Additive renoprotective effect of candesartan and tetrahydrobiopterin in rats after 5/6 nephrectomy

Background. Chronic treatment with candesartan cilexetil (C) improves the outcome of rats after 5/6 nephrectomy (Nx). Tetrahydrobiopterin (BH4), an essential cofactor for appropriate endothelial nitric oxide synthase (eNOS) activity, prevents an increase in blood pressure (BP) in Nx rats when given immediately after surgery. In the present study, we evaluated the renoprotective effect of a combined treatment. Methods.
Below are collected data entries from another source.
pub mod context;

pub use self::context::{BackoffContext, Context, KubeOperations};

use crate::error::{Error, Result};
use crate::metrics::Metrics;

use std::fmt::Debug;
use std::sync::Arc;

use k8s_openapi::api::core::v1::Secret;
use kube::api::{Api, ListParams};
use kube::client::Client;
use kube::runtime::controller::Action;
use kube::runtime::reflector::store::Writer;
use kube::runtime::reflector::{self, Lookup, ReflectHandle, Store};
use kube::Resource;
use prometheus_client::registry::Registry;
use proxmox_k8s_util::types::short_type_name;
use serde::de::DeserializeOwned;
use tokio::time::Duration;
use tracing::error;

pub type ControllerId = &'static str;
pub const DEFAULT_RECONCILE_INTERVAL: Duration = Duration::from_secs(5 * 60);
pub const SUBSCRIBE_BUFFER_SIZE: usize = 256;

/// defines store structs shared between controllers watching the same owned
/// resource kinds. E.g:
/// ```ignore
/// define_stores!(secret_store => Store<Secret>);
/// ```
macro_rules! define_stores {
    ($($variant:ident => $store:ident<$type:ty>),*) => {
        #[derive(Clone, Default)]
        pub struct Stores {
            $(pub $variant: Option<$store<$type>>),*
        }

        impl Stores {
            pub fn new($($variant: Option<$store<$type>>),*) -> Self {
                Stores { $($variant),* }
            }

            $(
                pub fn $variant(&self) -> &$store<$type> {
                    self.$variant
                        .as_ref()
                        .unwrap_or_else(|| panic!("{} store is not initialized", stringify!($variant)))
                }
            )*
        }
    }
}

define_stores!(secret_store => Store<Secret>);

/// State shared between the controllers and the web server.
#[derive(Clone)]
pub struct State {
    metrics: Arc<Metrics>,
}

/// Shared state for a resource stream, produced by [`create_subscriber`].
pub struct ResourceReflector<K>
where
    K: Resource + Lookup + Clone + 'static,
    <K as Lookup>::DynamicType: Eq + std::hash::Hash + Clone,
{
    pub store: Store<K>,
    pub writer: Writer<K>,
    pub subscriber: ReflectHandle<K>,
}

impl State {
    pub fn new(registry: Registry, controller_names: &[ControllerId]) -> Self {
        Self {
            metrics: Arc::new(Metrics::new(registry, controller_names)),
        }
    }

    /// Render the process metrics as OpenMetrics text.
    pub fn metrics(&self) -> Result<String> {
        let mut buffer = String::new();
        let registry = &*self.metrics.registry;
        prometheus_client::encoding::text::encode(&mut buffer, registry)
            .map_err(|e| Error::FormattingError(format!("failed to encode metrics: {e}"), std::fmt::Error))?;
        Ok(buffer)
    }

    /// Create a reconciler [`Context`] for `controller_id`, sharing this state's metrics.
    pub fn to_context<K>(&self, client: Client, controller_id: ControllerId, stores: Stores) -> Arc<Context<K>>
    where
        K: Resource + Lookup + Clone + 'static,
        <K as Lookup>::DynamicType: Default + Eq + std::hash::Hash + Clone,
    {
        Arc::new(Context::new(
            controller_id,
            client.clone(),
            self.metrics
                .controllers
                .get(controller_id)
                .expect("all controller ids must be registered with State::new")
                .clone(),
            proxmox_k8s_util::events::Recorder::new(client, controller_id),
            stores,
        ))
    }
}

/// Fetch a page of `K` to confirm the operator's RBAC actually permits listing it, failing
/// fast at startup rather than surfacing as a confusing per-reconcile watch error.
pub async fn check_api_queryable<K>(client: Client) -> Api<K>
where
    K: Resource + Clone + DeserializeOwned + Debug,
    <K as Resource>::DynamicType: Default,
{
    let api = Api::<K>::all(client.clone());
    if let Err(e) = api.list(&ListParams::default().limit(1)).await {
        error!(
            "{} is not queryable; {e:?}. Check controller permissions",
            short_type_name::<K>(),
        );
        std::process::exit(1);
    }
    api
}

/// Build a shared, subscribable reflector store for `K`.
pub fn create_subscriber<K>(buffer_size: usize) -> ResourceReflector<K>
where
    K: Resource + Lookup + Clone + 'static,
    <K as Lookup>::DynamicType: Default + Eq + std::hash::Hash + Clone,
{
    let (store, writer) = reflector::store_shared(buffer_size);
    let subscriber = writer
        .subscribe()
        .expect("subscribers can only be created from shared stores");

    ResourceReflector {
        store,
        writer,
        subscriber,
    }
}

pub fn error_policy<K>(_obj: Arc<K>, _error: &Error, _ctx: Arc<Context<K>>) -> Action
where
    K: Resource + Lookup + Clone + 'static,
    <K as Lookup>::DynamicType: Default + Eq + std::hash::Hash + Clone,
{
    unreachable!("handled inside the backoff_reconciler macro")
}

/// Wraps a reconciler function so that:
/// - `Ok` resets the per-object exponential backoff.
/// - `Err(Error::RequeueAfter(d))` requeues after `d` without touching the backoff
///   policy or the `reconcile_failures` metric: it isn't a failure.
/// - any other `Err` advances the backoff, records the failure, and requeues.
#[macro_export]
macro_rules! backoff_reconciler {
    ($inner_reconciler:ident) => {
        |obj, ctx| async move {
            use $crate::controller::BackoffContext;
            match $inner_reconciler(obj.clone(), ctx.clone()).await {
                Ok(action) => {
                    ctx.reset_backoff(kube::runtime::reflector::ObjectRef::from(obj.as_ref()))
                        .await;
                    Ok(action)
                }
                Err($crate::error::Error::RequeueAfter(duration)) => {
                    Ok(kube::runtime::controller::Action::requeue(duration))
                }
                Err(error) => {
                    let namespace = kube::ResourceExt::namespace(obj.as_ref()).unwrap_or_default();
                    let name = kube::ResourceExt::name_any(obj.as_ref());
                    tracing::error!(msg = "failed reconciliation", %namespace, %name, %error);
                    ctx.metrics().reconcile_failure_inc();
                    let backoff_duration = ctx
                        .get_backoff(kube::runtime::reflector::ObjectRef::from(obj.as_ref()))
                        .await;
                    tracing::trace!(
                        msg = format!("backoff duration: {backoff_duration:?}"),
                        %namespace,
                        %name,
                    );
                    Ok(kube::runtime::controller::Action::requeue(backoff_duration))
                }
            }
        }
    };
}
//! Crate-spanning scenarios that exercise more than one reconciler crate's
//! public surface together. Scenario-local logic already has a unit test in
//! its owning crate; what belongs here is the story that crosses a crate
//! boundary, so a regression in how two crates' public APIs compose wouldn't
//! be caught by either crate's own test module in isolation.

#[cfg(test)]
mod test {
    use k8s_openapi::api::core::v1::Secret;
    use k8s_openapi::apimachinery::pkg::apis::meta::v1::OwnerReference;
    use kube::ResourceExt;
    use proxmox_cluster::secret::{add_owner_and_finalizer, remove_owner_and_maybe_finalizer, CREDENTIAL_SECRET_FINALIZER};

    fn cluster_owner_ref(uid: &str) -> OwnerReference {
        OwnerReference {
            api_version: "infrastructure.cluster.x-k8s.io/v1alpha2".to_string(),
            kind: "ProxmoxCluster".to_string(),
            name: format!("cluster-{uid}"),
            uid: uid.to_string(),
            controller: Some(true),
            block_owner_deletion: Some(true),
        }
    }

    /// Two clusters reference the same credential secret (§8 scenario 5):
    /// cluster A creates it with an owner-ref and the shared finalizer,
    /// cluster B reconciles and appends its own owner-ref. Deleting B leaves
    /// A's owner-ref and the finalizer in place; only deleting A (the last
    /// remaining owner) drops the finalizer so the secret can finally be
    /// garbage-collected.
    #[test]
    fn secret_shared_across_two_clusters_only_drops_finalizer_on_last_removal() {
        let mut secret = Secret::default();

        assert!(add_owner_and_finalizer(&mut secret, cluster_owner_ref("cluster-a")));
        assert!(add_owner_and_finalizer(&mut secret, cluster_owner_ref("cluster-b")));
        assert_eq!(secret.metadata.owner_references.as_ref().unwrap().len(), 2);
        assert!(secret.finalizers().iter().any(|f| f == CREDENTIAL_SECRET_FINALIZER));

        assert!(remove_owner_and_maybe_finalizer(&mut secret, "cluster-b"));
        let owners = secret.metadata.owner_references.as_ref().unwrap();
        assert_eq!(owners.len(), 1);
        assert_eq!(owners[0].uid, "cluster-a");
        assert!(
            secret.finalizers().iter().any(|f| f == CREDENTIAL_SECRET_FINALIZER),
            "cluster-a still owns the secret, finalizer must stay"
        );

        assert!(remove_owner_and_maybe_finalizer(&mut secret, "cluster-a"));
        assert_eq!(secret.metadata.owner_references.as_ref().unwrap().len(), 0);
        assert!(secret.finalizers().is_empty(), "last owner gone, finalizer drops so the secret can be GC'd");
    }
}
Five groups of rats were studied: SHAM (sham-operated rats, n = 12); SNx (untreated 5/6 nephrectomized rats, n = 15); C (SNx rats treated with candesartan cilexetil, 5 mg/kg/day per os, n = 11); C + BH4 (SNx rats treated with candesartan cilexetil and BH4, 10mg/kg/day intraperitoneally, n = 11); and BH4 (SNx rats treated with BH4, 10 mg/ kg/day intraperitoneally, n = 11). Treatment began 30 days after surgery, when hypertension and renal insufficiency have developed. This day was considered as day I of treatment for statistical comparisons. The study was continued until 50% mortality was achieved in the SNx rats (4 months after surgery). Results. The survival rates were 100% for SHAM, 47% for SNx, 50% for BH4, 64% for C and 80% for C + BH4 (P < 0.05 vs all). Untreated Nx rats developed hypertension, proteinuria (UP) and severe renal insufficiency. Mortality was associated with a lower renal function and increased urine protein excretion. In C and C + BH4 rats, systolic blood pressure (SBP) decreased significantly. BH4 alone had a mild nonsignificant effect on SBP. C and C + BH4 treatments attenuated significantly the increase in proteinuria found in SNx animals. The weight of the remnant kidneys as well as the severity of glomerulosclerosis were significantly lower in the C + BH4 rats. Conclusion. This study shows that in subnephrectomized rats, addition of BH4 to a treatment with candesartan had an additive renoprotective effect. The mechanism of such action may include a better control of BP associated with a blockade of actions of angiotensin II (Ag II), an improvement in nitric oxide synthesis and a balanced redox.